I don't want to have to rebuild configurations on either of these routers. I'd upgrade the software if I were sure it wouldn't wipe out the current configs. I tried setting up gre tunnels with a shared key and failed. Any advice would be greatly appreciated.
It's possible to make everything you have work together, but may take a lot longer than it's worth and, at the end of the day, cost you more money. Rather than looking at the sunk costs in your Cisco gear, you might consider some alternatives that work through your Cisco gear.
There are lots of alternatives in the market including small network appliances like NetScreen, SonicWall and WatchGuard and low cost VPN services from companies like E-tunnels, Imperito and OpenReach.
For about $500 street price, you can get a VPN appliance that will do everything you want and not mess with your Cisco configuration.
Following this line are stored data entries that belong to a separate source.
impl GifDecoder {
    pub(crate) fn new(
        options: ReadOptions,
        screen: ScreenDescriptor,
        global_palette: Option<Vec<u8>>,
    ) -> Self {
        let canvas = vec![0u8; screen.width as usize * screen.height as usize * 4];

        Self {
            options,
            screen,
            global_palette,
            canvas,
            snapshot: None,
            prev: None,
            pending: None,
            pending_header: None,
            pending_comments: Vec::new(),
            control: None,
            loop_count: None,
            loop_reported: false,
            done: false,
        }
    }

    fn composited_output(&self) -> bool {
        self.options.output_pixel_format != PixelFormat::Indexed8
    }

    fn frame_header(&self, frame: &PendingFrame) -> ImageHeader {
        let mut header = if self.composited_output() {
            ImageHeader::new(
                self.screen.width as u32,
                self.screen.height as u32,
                PixelFormat::Rgba32,
            )
        } else {
            ImageHeader::new(
                frame.rect.width as u32,
                frame.rect.height as u32,
                PixelFormat::Indexed8,
            )
        };

        header.source_pixel_format = PixelFormat::Indexed8;
        header.delay_ms = frame.control.delay_cs as u32 * 10;
        header.interlaced = frame.interlaced;
        header
    }

    fn parse_image_descriptor(&mut self, io: &mut dyn IoStream) -> Result<PendingFrame> {
        let mut descriptor = [0u8; 9];
        io.read_exact(&mut descriptor)?;

        let rect = FrameRect {
            x: u16::from_le_bytes([descriptor[0], descriptor[1]]),
            y: u16::from_le_bytes([descriptor[2], descriptor[3]]),
            width: u16::from_le_bytes([descriptor[4], descriptor[5]]),
            height: u16::from_le_bytes([descriptor[6], descriptor[7]]),
        };
        let flags = descriptor[8];

        if rect.width == 0 || rect.height == 0 {
            return Err(Error::CorruptedImage("empty frame rectangle".into()));
        }
        if rect.x as u32 + rect.width as u32 > self.screen.width as u32
            || rect.y as u32 + rect.height as u32 > self.screen.height as u32
        {
            return Err(Error::CorruptedImage(
                "frame rectangle outside the canvas".into(),
            ));
        }

        let local_palette = if flags & 0x80 != 0 {
            let entries = 1usize << ((flags & 0x07) + 1);
            let mut table = vec![0u8; entries * 3];
            io.read_exact(&mut table)?;
            Some(table)
        } else {
            None
        };

        Ok(PendingFrame {
            rect,
            interlaced: flags & 0x40 != 0,
            local_palette,
            control: self.control.take().unwrap_or_default(),
        })
    }

    fn apply_previous_disposal(&mut self) {
        let Some((disposal, rect)) = self.prev.take() else {
            return;
        };

        match disposal {
            DisposalMethod::None | DisposalMethod::Keep => {}
            DisposalMethod::RestoreBackground => {
                let stride = self.screen.width as usize * 4;
                for y in rect.y..rect.y + rect.height {
                    let row = y as usize * stride + rect.x as usize * 4;
                    self.canvas[row..row + rect.width as usize * 4].fill(0);
                }
            }
            DisposalMethod::RestorePrevious => {
                if let Some(snapshot) = self.snapshot.take() {
                    self.canvas = snapshot;
                }
            }
        }
    }

    fn composite(&mut self, frame: &PendingFrame, indices: &[u8], palette: &[u8]) {
        self.apply_previous_disposal();

        if frame.control.disposal == DisposalMethod::RestorePrevious {
            self.snapshot = Some(self.canvas.clone());
        }

        let stride = self.screen.width as usize * 4;
        let entries = palette.len() / 3;

        for y in 0..frame.rect.height as usize {
            for x in 0..frame.rect.width as usize {
                let index = indices[y * frame.rect.width as usize + x];
                if frame.control.transparent == Some(index) {
                    continue;
                }

                let offset =
                    (frame.rect.y as usize + y) * stride + (frame.rect.x as usize + x) * 4;
                if (index as usize) < entries {
                    let entry = index as usize * 3;
                    self.canvas[offset] = palette[entry];
                    self.canvas[offset + 1] = palette[entry + 1];
                    self.canvas[offset + 2] = palette[entry + 2];
                    self.canvas[offset + 3] = 255;
                }
            }
        }

        self.prev = Some((frame.control.disposal, frame.rect));
    }
}

impl Decoder for GifDecoder {
    fn seek_next_frame(&mut self, io: &mut dyn IoStream) -> Result<ImageHeader> {
        if self.done {
            return Err(Error::NoMoreFrames);
        }
        if let Some(header) = &self.pending_header {
            return Ok(header.clone());
        }

        loop {
            let introducer = match io.read_byte() {
                Ok(byte) => byte,
                // Missing trailer; treat a clean cut as the end of the animation.
                Err(Error::ShortRead { .. }) => {
                    self.done = true;
                    return Err(Error::NoMoreFrames);
                }
                Err(err) => return Err(err),
            };

            match introducer {
                EXTENSION_INTRODUCER => {
                    let label = io.read_byte()?;
                    match label {
                        GRAPHIC_CONTROL_LABEL => {
                            let block = collect_sub_blocks(io)?;
                            if block.len() < 4 {
                                return Err(Error::CorruptedImage(
                                    "short graphic control extension".into(),
                                ));
                            }
                            self.control = Some(GraphicControl {
                                disposal: DisposalMethod::from_packed(block[0]),
                                delay_cs: u16::from_le_bytes([block[1], block[2]]),
                                transparent: (block[0] & 0x01 != 0).then_some(block[3]),
                            });
                        }
                        COMMENT_LABEL => {
                            let raw = collect_sub_blocks(io)?;
                            if self.options.meta_info {
                                self.pending_comments
                                    .push(String::from_utf8_lossy(&raw).into_owned());
                            }
                        }
                        APPLICATION_LABEL => {
                            let raw = collect_sub_blocks(io)?;
                            if raw.len() >= 14 && &raw[..11] == b"NETSCAPE2.0" && raw[11] == 1 {
                                self.loop_count =
                                    Some(u16::from_le_bytes([raw[12], raw[13]]));
                            }
                        }
                        other => {
                            debug!("skipping extension 0x{other:02X}");
                            skip_sub_blocks(io)?;
                        }
                    }
                }
                IMAGE_SEPARATOR => {
                    let frame = self.parse_image_descriptor(io)?;
                    let header = self.frame_header(&frame);
                    self.pending = Some(frame);
                    self.pending_header = Some(header.clone());
                    return Ok(header);
                }
                TRAILER => {
                    self.done = true;
                    return Err(Error::NoMoreFrames);
                }
                other => {
                    return Err(Error::CorruptedImage(format!(
                        "unknown block introducer 0x{other:02X}"
                    )));
                }
            }
        }
    }

    fn read_frame(&mut self, io: &mut dyn IoStream, image: &mut Image) -> Result<()> {
        let frame = self.pending.take().ok_or(Error::StateNull)?;
        self.pending_header = None;

        let min_code_size = io.read_byte()?;
        if !(2..=8).contains(&min_code_size) {
            return Err(Error::CorruptedImage(format!(
                "invalid LZW minimum code size {min_code_size}"
            )));
        }

        let compressed = collect_sub_blocks(io)?;
        let expected = frame.rect.width as usize * frame.rect.height as usize;
        let mut indices = lzw_decode(&compressed, min_code_size, expected)?;

        if frame.interlaced {
            indices = deinterlace(&indices, frame.rect.width as usize);
        }

        let palette = frame
            .local_palette
            .as_deref()
            .or(self.global_palette.as_deref())
            .ok_or_else(|| Error::CorruptedImage("no color table".into()))?
            .to_vec();

        if self.composited_output() {
            self.composite(&frame, &indices, &palette);
            image.pixels_mut().copy_from_slice(&self.canvas);
        } else {
            image.pixels_mut().copy_from_slice(&indices);
            let count = palette.len() / 3;
            image.set_palette(Palette::new(PixelFormat::Rgb24, palette, count));
        }

        if self.options.meta_info {
            if let (Some(count), false) = (self.loop_count, self.loop_reported) {
                image.push_meta("LoopCount", count.to_string());
                self.loop_reported = true;
            }
            for comment in self.pending_comments.drain(..) {
                image.push_meta("Comment", comment);
            }
        }

        Ok(())
    }

    fn finish(&mut self, _io: &mut dyn IoStream) -> Result<()> {
        Ok(())
    }
}

/// Read one LZW code, least significant bit first.
fn read_code(data: &[u8], bit_pos: usize, code_size: u8) -> u16 {
    let mut value = 0u16;
    for i in 0..code_size as usize {
        let bit = bit_pos + i;
        if data[bit / 8] >> (bit % 8) & 1 == 1 {
            value |= 1 << i;
        }
    }
    value
}

/// Decode a GIF LZW stream into `expected` palette indices.
///
/// Truncated streams yield zero-padded output rather than an error, which
/// matches how widely-deployed decoders treat short final frames.
fn lzw_decode(data: &[u8], min_code_size: u8, expected: usize) -> Result<Vec<u8>> {
    let clear_code = 1u16 << min_code_size;
    let eoi_code = clear_code + 1;

    let mut prefix = vec![0u16; MAX_TABLE_SIZE];
    let mut suffix = vec![0u8; MAX_TABLE_SIZE];
    for i in 0..clear_code {
        suffix[i as usize] = i as u8;
    }

    let mut next_code = eoi_code + 1;
    let mut code_size = min_code_size + 1;
    let mut prev_code: Option<u16> = None;
    let mut first_byte = 0u8;

    let mut output = Vec::with_capacity(expected);
    let mut stack = Vec::with_capacity(MAX_TABLE_SIZE);

    let total_bits = data.len() * 8;
    let mut bit_pos = 0usize;

    while output.len() < expected {
        if bit_pos + code_size as usize > total_bits {
            break;
        }
        let code = read_code(data, bit_pos, code_size);
        bit_pos += code_size as usize;

        if code == clear_code {
            next_code = eoi_code + 1;
            code_size = min_code_size + 1;
            prev_code = None;
            continue;
        }
        if code == eoi_code {
            break;
        }

        let mut current = code;
        if code >= next_code {
            // Only the just-about-to-be-defined code is legal here.
            let Some(prev) = prev_code else {
                return Err(Error::CorruptedImage("LZW code before any data".into()));
            };
            if code != next_code {
                return Err(Error::CorruptedImage(format!(
                    "LZW code {code} out of range"
                )));
            }
            stack.push(first_byte);
            current = prev;
        }

        while current >= clear_code {
            stack.push(suffix[current as usize]);
            current = prefix[current as usize];
        }
        first_byte = current as u8;
        stack.push(first_byte);

        while let Some(byte) = stack.pop() {
            output.push(byte);
        }

        if let Some(prev) = prev_code {
            if next_code < MAX_TABLE_SIZE as u16 {
                prefix[next_code as usize] = prev;
                suffix[next_code as usize] = first_byte;
                next_code += 1;

                if next_code == 1 << code_size && code_size < super::MAX_CODE_SIZE {
                    code_size += 1;
                }
            }
        }
        prev_code = Some(code);
    }

    output.resize(expected, 0);
    Ok(output)
}
//! Compression kinds known to any codec.

use std::fmt;

/// Compression method. A codec advertises the subset it supports in its
/// write features.
#[derive(Debug, Clone, Copy, PartialEq, Eq, Hash, Default)]
pub enum Compression {
    /// Sentinel for unrecognized compression names.
    #[default]
    Unknown,
    /// No compression.
    None,
    /// Run-length encoding.
    Rle,
    /// LZW (GIF, TIFF).
    Lzw,
    /// DEFLATE (PNG, TIFF).
    Deflate,
    /// JPEG DCT coding.
    Jpeg,
    /// PackBits (TIFF).
    PackBits,
    /// CCITT Group 3 fax.
    CcittFax3,
    /// CCITT Group 4 fax.
    CcittFax4,
}

impl Compression {
    /// Every compression kind, including the sentinel.
    pub const ALL: [Compression; 9] = [
        Compression::Unknown,
        Compression::None,
        Compression::Rle,
        Compression::Lzw,
        Compression::Deflate,
        Compression::Jpeg,
        Compression::PackBits,
        Compression::CcittFax3,
        Compression::CcittFax4,
    ];

    /// Canonical name of this compression kind.
    pub fn name(self) -> &'static str {
        match self {
            Compression::Unknown => "UNKNOWN",
            Compression::None => "NONE",
            Compression::Rle => "RLE",
            Compression::Lzw => "LZW",
            Compression::Deflate => "DEFLATE",
            Compression::Jpeg => "JPEG",
            Compression::PackBits => "PACKBITS",
            Compression::CcittFax3 => "CCITT-FAX3",
            Compression::CcittFax4 => "CCITT-FAX4",
        }
    }

    /// Parse a canonical name. Any non-matching string yields
    /// [`Compression::Unknown`].
    pub fn from_name(name: &str) -> Self {
        match name {
            "NONE" => Compression::None,
            "RLE" => Compression::Rle,
            "LZW" => Compression::Lzw,
            "DEFLATE" => Compression::Deflate,
            "JPEG" => Compression::Jpeg,
            "PACKBITS" => Compression::PackBits,
            "CCITT-FAX3" => Compression::CcittFax3,
            "CCITT-FAX4" => Compression::CcittFax4,
            _ => Compression::Unknown,
        }
    }
}

impl fmt::Display for Compression {
    fn fmt(&self, f: &mut fmt::Formatter<'_>) -> fmt::Result {
        f.write_str(self.name())
    }
}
If you're just trying to connect two or three sites, this should work fine. You can use shared secrets for authentication and you won't need any kind of global management.
Alternatively, the low cost service providers may be more efficient if you're going beyond just a few locations or looking to add remote access services. These companies provide everything you need for the premises, but also offer authentication capabilities, configuration management, monitoring and alerting. One nice part about using these types of services is that they allow you to set up VPNs in environments where every location is on a broadband circuit with a variable address served up via DHCP. In some cases, the cost savings there more than pay for the VPN.
In either case, I would avoid messing around with my legacy gear. The processors are simply to slow to do all the packet and encryption processing at even T1 rates and in some instances, we've seen systems capable of high speed routing (more than 10Mbps) slow down to less than 100Kbps when the VPN was enabled. I've talked to many folks who started with a simple config change and ended up purchasing software upgrades, then more memory and then crypto processors only to chuck it all and pursue one of these other routes. We refer these folks as VPN burn victims.